Policy Brief: “Enabling Public-Private Partnerships (PPPs) to Finance EU Nature Restoration”
Published: June 2026 |
Public-Private Partnerships (PPPs) are collaborative agreements between government entities and private sector companies to finance, build, and operate projects that serve the public. As pressure on public funding increases, and as nature-related risks affect a growing number of economic sectors, well-designed PPPs offer a way to mobilise private capital for nature restoration while generating long-term ecological, economic and societal value. This Policy Brief examines the conditions needed to make such partnerships credible, scalable, and aligned with public interest and ecological integrity.
The brief proposes concrete recommendations to support high-integrity PPPs, strengthen policy coherence, and establish good practice, illustrated by four case-studies (MERLIN, Peatland Finance Ireland, REST-COAST, and River Stewardship Company).

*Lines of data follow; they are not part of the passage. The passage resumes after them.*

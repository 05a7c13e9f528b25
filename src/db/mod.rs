use sqlx::sqlite::{SqliteConnectOptions, SqliteJournalMode, SqlitePool, SqlitePoolOptions};
use std::str::FromStr;

pub mod models;

/// Creates a SQLite connection pool, runs pending migrations, and configures
/// per-connection pragmas (WAL mode + foreign key enforcement).
///
/// `database_url` should be a SQLite connection string such as
/// `sqlite:data/fstore.db?mode=rwc`.
pub async fn create_pool(database_url: &str) -> Result<SqlitePool, sqlx::Error> {
    // Configure connection options so that WAL mode and foreign keys are set
    // on every connection in the pool, not just the first one.
    let connect_options = SqliteConnectOptions::from_str(database_url)?
        .foreign_keys(true)
        .journal_mode(SqliteJournalMode::Wal);

    let pool = SqlitePoolOptions::new()
        .max_connections(5)
        .connect_with(connect_options)
        .await?;

    // Apply all pending migrations from the ./migrations directory.
    // The macro embeds migration files at compile time so the binary is
    // self-contained — no migrations directory needed at runtime.
    sqlx::migrate!("./migrations").run(&pool).await?;

    Ok(pool)
}

/// In-memory pool for tests. A single connection keeps every query on the
/// same `:memory:` database.
#[cfg(test)]
pub async fn create_test_pool() -> SqlitePool {
    let pool = SqlitePoolOptions::new()
        .max_connections(1)
        .connect("sqlite::memory:")
        .await
        .expect("failed to open in-memory database");
    sqlx::migrate!("./migrations")
        .run(&pool)
        .await
        .expect("failed to run migrations");
    pool
}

This brief emerged from the BiodivRestore Knowledge Hub, a network of researchers and stakeholders collaborating to empower countries in developing and implementing National Restoration Plans. It is part of a series of eight briefs about Nature Restoration. It addresses a challenge shared across Member States: the current financing landscape is not favourable to nature restoration. By exploring how PPPs can help close this gap, the brief contributes to advancing the implementation of the Nature Restoration Regulation.
Key messages:
- Economic sectors are structurally dependent on nature: in the EU, 72% of non-financial corporations and nearly 75% of Euro-area bank loans are linked to sectors with high or moderate dependency on nature. As nature’s degradation poses a material risk to businesses, engaging the private sector in restoration is not just a matter of philanthropy, but also an economic necessity.
- Private finance is expected to be instrumental in filling an estimated €65 billion annual nature investment gap in Europe, yet private financing of nature restoration remains marginal today, especially outside protected areas.
- The core barrier is not a lack of capital, but a mismatch between how ecological systems function and how policy, reporting and funding frameworks are structured.
- Well-designed PPPs can turn nature restoration from a cost into a system-level infrastructure, if they remain equitable, inclusive, and anchored in long-term, coherent policy frameworks.